Svatava Pirkova Jakobson

By Elise Grace Wagner

A Life Dedicated to Cultural Sharing and Understanding

Folksong collector, translator, and teacher of Slavic languages, Svatava Pirkova Jakobson dedicated her life to bridging cultural and ethnic differences and bringing Czech and other Slavic literature, culture, and songs to public awareness in America. In 1942, her path intersected with that of Alan Lomax, who undoubtedly learned much about Central European folklore and immigrant communities from her. For her part, Svatava told newspaper reporter Kate McKenna in 1993, "Alan introduced me to American singing" (McKenna). The two were lifelong friends, and during the 1960s Jakobson donated audio recordings to Alan Lomax's Cantometrics project.

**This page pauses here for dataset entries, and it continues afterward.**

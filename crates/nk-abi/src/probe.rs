// SPDX-License-Identifier: Apache-2.0 OR MIT
// Copyright (c) 2025-2026 naskel.com

//! C layout probe.
//!
//! Sizes must come from the compiler that builds Nuklear, under the same
//! defines and flags, so they are measured rather than computed: the registry
//! is rendered into a tiny C program that prints `sizeof` of every entry,
//! compiled with the configured compiler and run on the host.
//!
//! Each `sizeof` sits on its own source line. When the probe fails to compile
//! (typically "invalid application of 'sizeof' to incomplete type"), the
//! diagnostic's line number identifies the registry entry at fault.
//!
//! The probe runs on the host, so for cross builds measure on the target with
//! `nk-abi-gen measure` and replay the resulting layout report.

use crate::config::ProbeConfig;
use crate::error::{LayoutError, Result};
use crate::oracle::LayoutTable;
use crate::registry::Registry;
use regex::Regex;
use serde::Serialize;
use std::collections::HashMap;
use std::fs;
use std::path::Path;
use std::process::Command;
use tera::Tera;

const PROBE_TEMPLATE: &str = include_str!("templates/probe.c.tera");
const PROBE_SOURCE: &str = "probe.c";

#[derive(Debug, Serialize)]
struct Define {
    name: String,
    value: Option<String>,
}

impl Define {
    fn parse(raw: &str) -> Self {
        match raw.split_once('=') {
            Some((name, value)) => Self {
                name: name.trim().to_string(),
                value: Some(value.trim().to_string()),
            },
            None => Self {
                name: raw.trim().to_string(),
                value: None,
            },
        }
    }
}

#[derive(Debug, Serialize)]
struct ProbeEntry {
    index: usize,
    native: String,
}

/// Rendered probe program and the source line of each registry entry.
#[derive(Debug, Clone)]
pub struct ProbeSource {
    pub text: String,
    entry_lines: HashMap<usize, usize>,
}

impl ProbeSource {
    /// Registry index whose `sizeof` is on 1-based `line`.
    pub fn entry_at_line(&self, line: usize) -> Option<usize> {
        self.entry_lines.get(&line).copied()
    }
}

/// The native compilation environment, as a size oracle factory.
pub struct CProbe {
    config: ProbeConfig,
    tera: Tera,
    entry_line: Regex,
    size_line: Regex,
    diagnostic: Regex,
}

impl CProbe {
    pub fn new(config: ProbeConfig) -> Result<Self> {
        let mut tera = Tera::default();
        tera.add_raw_template(PROBE_SOURCE, PROBE_TEMPLATE)?;

        Ok(Self {
            config,
            tera,
            entry_line: Regex::new(r#"^\s*printf\("%u %llu\\n", (\d+)u,"#)?,
            size_line: Regex::new(r"^(\d+) (\d+)$")?,
            // gcc/clang `probe.c:12:5: error: ...`, msvc `probe.c(12): error ...`
            diagnostic: Regex::new(r"probe\.c[:(](\d+)[^\n]*\berror\b")?,
        })
    }

    /// Compiler command this probe will invoke.
    pub fn compiler(&self) -> String {
        self.config.resolved_compiler()
    }

    /// Render the probe program for `registry`.
    pub fn render(&self, registry: &Registry) -> Result<ProbeSource> {
        let defines: Vec<Define> = self.config.defines.iter().map(|d| Define::parse(d)).collect();
        let entries: Vec<ProbeEntry> = registry
            .iter()
            .enumerate()
            .map(|(index, binding)| ProbeEntry {
                index,
                native: binding.native.spelling(),
            })
            .collect();

        let mut ctx = tera::Context::new();
        ctx.insert("defines", &defines);
        ctx.insert("header", &self.config.header);
        ctx.insert("entries", &entries);
        let text = self.tera.render(PROBE_SOURCE, &ctx)?;

        let entry_lines = text
            .lines()
            .enumerate()
            .filter_map(|(i, line)| {
                let caps = self.entry_line.captures(line)?;
                let index = caps[1].parse::<usize>().ok()?;
                Some((i + 1, index))
            })
            .collect();

        Ok(ProbeSource { text, entry_lines })
    }

    /// Compile and run the probe, returning the size of every entry.
    pub fn measure(&self, registry: &Registry) -> Result<LayoutTable> {
        let source = self.render(registry)?;

        let scratch = tempfile::Builder::new().prefix("nk-abi-probe-").tempdir()?;
        let src_path = scratch.path().join(PROBE_SOURCE);
        let exe_path = scratch
            .path()
            .join(format!("probe{}", std::env::consts::EXE_SUFFIX));
        fs::write(&src_path, &source.text)?;

        self.compile(&src_path, &exe_path, registry, &source)?;
        let stdout = self.run(&exe_path)?;
        let table = self.parse_sizes(&stdout, registry)?;

        tracing::info!(
            "[OK] Measured {} native types with `{}`",
            registry.len(),
            self.compiler()
        );
        Ok(table)
    }

    fn compile(
        &self,
        src_path: &Path,
        exe_path: &Path,
        registry: &Registry,
        source: &ProbeSource,
    ) -> Result<()> {
        let compiler = self.compiler();
        let mut words = compiler.split_whitespace();
        let program = words.next().unwrap_or("cc");

        let mut cmd = Command::new(program);
        cmd.args(words).args(&self.config.flags);
        for dir in &self.config.include_dirs {
            cmd.arg("-I").arg(dir);
        }
        cmd.arg("-o").arg(exe_path).arg(src_path);

        tracing::debug!("Compiling layout probe: {:?}", cmd);
        let output = cmd.output().map_err(|source| LayoutError::CompilerUnavailable {
            compiler: compiler.clone(),
            source,
        })?;

        if output.status.success() {
            return Ok(());
        }

        let stderr = String::from_utf8_lossy(&output.stderr).into_owned();
        Err(self.diagnose(&compiler, &stderr, registry, source))
    }

    /// Blame the first registry entry a compiler error points at.
    fn diagnose(
        &self,
        compiler: &str,
        stderr: &str,
        registry: &Registry,
        source: &ProbeSource,
    ) -> LayoutError {
        let mut blamed = stderr.lines().filter_map(|line| {
            let caps = self.diagnostic.captures(line)?;
            let index = source.entry_at_line(caps[1].parse().ok()?)?;
            let binding = registry.as_slice().get(index)?;
            Some((binding, line.trim()))
        });

        match blamed.next() {
            Some((binding, diagnostic)) => {
                for (other, _) in blamed {
                    tracing::error!("[ERROR] also unresolvable: {}", other);
                }
                LayoutError::unresolvable(binding.native.spelling(), binding.foreign, diagnostic)
            }
            None => LayoutError::ProbeCompile {
                compiler: compiler.to_string(),
                stderr: stderr.to_string(),
            },
        }
    }

    fn run(&self, exe_path: &Path) -> Result<String> {
        let output = Command::new(exe_path).output()?;
        if !output.status.success() {
            return Err(LayoutError::ProbeRun {
                status: output.status.to_string(),
                stderr: String::from_utf8_lossy(&output.stderr).into_owned(),
            });
        }
        String::from_utf8(output.stdout)
            .map_err(|e| LayoutError::ProbeOutput(format!("output is not UTF-8: {e}")))
    }

    /// Parse `<entry> <size>` lines into a table covering every entry.
    fn parse_sizes(&self, stdout: &str, registry: &Registry) -> Result<LayoutTable> {
        let bindings = registry.as_slice();
        let mut sizes: Vec<Option<u64>> = vec![None; bindings.len()];

        for line in stdout.lines().map(str::trim).filter(|l| !l.is_empty()) {
            let caps = self
                .size_line
                .captures(line)
                .ok_or_else(|| LayoutError::ProbeOutput(format!("unexpected line `{line}`")))?;
            let index: usize = caps[1]
                .parse()
                .map_err(|_| LayoutError::ProbeOutput(format!("bad entry index in `{line}`")))?;
            let size: u64 = caps[2]
                .parse()
                .map_err(|_| LayoutError::ProbeOutput(format!("bad size in `{line}`")))?;
            let slot = sizes.get_mut(index).ok_or_else(|| {
                LayoutError::ProbeOutput(format!("entry {index} is outside the registry"))
            })?;
            *slot = Some(size);
        }

        let mut table = LayoutTable::new();
        for (binding, size) in bindings.iter().zip(sizes) {
            let size = size.ok_or_else(|| {
                LayoutError::ProbeOutput(format!("no size printed for {binding}"))
            })?;
            table.insert(&binding.native, size);
        }
        Ok(table)
    }
}

#[cfg(test)]
mod tests {
    use super::*;
    use crate::oracle::SizeOracle;
    use crate::registry::{NativeType, TypeBinding};

    fn probe() -> CProbe {
        CProbe::new(ProbeConfig {
            compiler: Some("cc".to_string()),
            defines: vec![
                "NK_INCLUDE_FIXED_TYPES".to_string(),
                "NK_BUFFER_DEFAULT_INITIAL_SIZE=4096".to_string(),
            ],
            ..ProbeConfig::default()
        })
        .expect("probe")
    }

    fn registry() -> Registry {
        Registry::new(vec![
            TypeBinding::new(NativeType::struct_named("nk_rect"), "Rect"),
            TypeBinding::new(NativeType::typedef_named("nk_handle"), "Handle"),
            TypeBinding::new(NativeType::union_named("nk_page_data"), "Page_Data"),
        ])
    }

    #[test]
    fn test_render_one_sizeof_per_entry() {
        let source = probe().render(&registry()).expect("render");

        assert!(source.text.contains("#define NK_INCLUDE_FIXED_TYPES\n"));
        assert!(source.text.contains("#define NK_BUFFER_DEFAULT_INITIAL_SIZE 4096\n"));
        assert!(source.text.contains("#include \"nuklear.h\""));
        assert_eq!(source.text.matches("sizeof(").count(), 3);
        assert!(source.text.contains("sizeof(union nk_page_data)"));

        let lines: Vec<&str> = source.text.lines().collect();
        for index in 0..3 {
            let line = (1..=lines.len())
                .find(|l| source.entry_at_line(*l) == Some(index))
                .expect("entry line");
            assert!(lines[line - 1].contains(&format!(" {index}u,")));
        }
    }

    #[test]
    fn test_diagnose_blames_entry_line() {
        let probe = probe();
        let registry = registry();
        let source = probe.render(&registry).expect("render");
        let line = (1..200)
            .find(|l| source.entry_at_line(*l) == Some(1))
            .expect("line of entry 1");
        let stderr = format!(
            "/tmp/x/probe.c:{line}:54: error: invalid application of 'sizeof' to incomplete type 'nk_handle'\n"
        );

        match probe.diagnose("cc", &stderr, &registry, &source) {
            LayoutError::UnresolvableType {
                native,
                foreign,
                reason,
            } => {
                assert_eq!(native, "nk_handle");
                assert_eq!(foreign, "Handle");
                assert!(reason.contains("incomplete type"));
            }
            other => panic!("expected UnresolvableType, got {other:?}"),
        }
    }

    #[test]
    fn test_diagnose_unrelated_error() {
        let probe = probe();
        let registry = registry();
        let source = probe.render(&registry).expect("render");
        let stderr = "probe.c:6:10: fatal error: nuklear.h: No such file or directory\n";
        assert!(matches!(
            probe.diagnose("cc", stderr, &registry, &source),
            LayoutError::ProbeCompile { .. }
        ));
    }

    #[test]
    fn test_parse_sizes() {
        let probe = probe();
        let registry = registry();
        let table = probe
            .parse_sizes("0 16\n1 8\n2 56\n", &registry)
            .expect("parse");
        assert_eq!(table.size_of(&NativeType::struct_named("nk_rect")), Some(16));
        assert_eq!(table.size_of(&NativeType::union_named("nk_page_data")), Some(56));
    }

    #[test]
    fn test_parse_sizes_rejects_gaps_and_garbage() {
        let probe = probe();
        let registry = registry();
        assert!(matches!(
            probe.parse_sizes("0 16\n2 56\n", &registry),
            Err(LayoutError::ProbeOutput(_))
        ));
        assert!(matches!(
            probe.parse_sizes("0 16\nsegfault\n", &registry),
            Err(LayoutError::ProbeOutput(_))
        ));
        assert!(matches!(
            probe.parse_sizes("7 16\n", &registry),
            Err(LayoutError::ProbeOutput(_))
        ));
    }
}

Jakobson, known to friends as Svatia, was born March 19, 1908, in Vienna, Austria. She spent her childhood years in Prague and at ten witnessed the creation of Czechoslovakia after the fall of the Austro-Hungarian Empire at the end of World War I. "Of course I remember [when Czechoslovakia was created] however I did not understand the full meaning of it. Everybody was celebrating" (McKenna). Svatava studied languages and folklore at Charles University in Prague, completing a doctoral dissertation on the origin and function of folk song for the Department of Sociology, Ethnography, and Musical Science. She developed her translation skills, translating, among others, the work of poet and novelist Boris Pasternak and Arthur Rimbaud. During this period she met and married Russian-born Roman Jakobson, the brilliant linguist and philologist, who, as a member of the Russian Formalist School and later the Prague Linguistic Circle, was one of the formulators of structuralism. After their marriage, Roman taught at the University of Brno, and Svatava studied Moravian folk music and dance and translated French, Russian and German works into Czech. In 1938, the German occupation brought their rich life together in Prague to a close, since Roman's Jewish background made it impossible for the two to remain in the country.

With the help of friends and the Danish embassy the couple was able to escape to Norway by way of Copenhagen. After their train was bombed, they took refuge in the Norwegian mountains, where villagers helped them to get through to the Swedish border. The police in neutral Sweden took them for thieves, and it took several weeks to convince them that they were in fact refugees. Finally, in May 1940 they were allowed to proceed to Stockholm. Knowing they were still at risk, the couple then decided to go on to the United States. Svatava tracked down the American ambassador, who eventually granted them visas, and in1941 they reached New York.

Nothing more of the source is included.